Note that the definition of supremum given on that page can't be satisfied in
general for lattices.  For example "x divides y" induces a lattice, where gcd
is the glb and lcm (least common multiple) the lub.  The set {6, 15} then has
lub 30, but is not a supremum under the 2nd clause of that page because 10
divides 30 but neither of {6, 15} (so there's an element "less than" (== that
divides) 30 which no element in the set is "larger than").

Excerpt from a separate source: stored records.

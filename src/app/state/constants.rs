use iced::widget::scrollable::Id as ScrollId;
use once_cell::sync::Lazy;

/// Limits for reader controls.
pub(crate) const MIN_FONT_SIZE: u32 = 10;
pub(crate) const MAX_FONT_SIZE: u32 = 48;
pub(crate) const MIN_SPEECH_RATE_WPM: u32 = 60;
pub(crate) const MAX_SPEECH_RATE_WPM: u32 = 400;
pub(crate) const MIN_SPEECH_VOLUME: f32 = 0.0;
pub(crate) const MAX_SPEECH_VOLUME: f32 = 2.0;

/// Shown in the modal while the definition request is in flight.
pub(crate) const DEFINITION_LOADING_TEXT: &str = "Loading definition...";
/// Fixed fallback when the definition request fails.
pub(crate) const DEFINITION_ERROR_TEXT: &str = "Could not load definition. Please try again.";

/// File types the backend accepts; enforced client-side before any request.
pub(crate) const ALLOWED_EXTENSIONS: &[&str] =
    &["jpg", "jpeg", "png", "heic", "heif", "webp", "pdf"];

pub(crate) static TEXT_SCROLL_ID: Lazy<ScrollId> = Lazy::new(|| ScrollId::new("document-scroll"));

So that defn. is suitable for real analysis, but the more general defn. of
sup(S) is simply that X = sup(S) iff X is an upper bound for S (same as the
1st clause on the referenced page), and that every upper bound Y of S is >=
X.  That works for lattices too.

Since Python's max works on sequences, and never terminates given an infinite
sequence, it only makes *sense* to ask what max(S) returns for finite
sequences S.  Under a total ordering, every finite set S has a maximal
element (an element X of S such that for all Y in S Y <= X), and Python's
max(S) does return one.  If there's only a partial ordering, Python's max()
is unpredictable (may or may not blow up, depending on the order the elements
are listed; e.g., [a, b, c] where a<b and c<b but a and c aren't comparable:
in that order, max returns b, but if given in order [a, c, b] max blows up).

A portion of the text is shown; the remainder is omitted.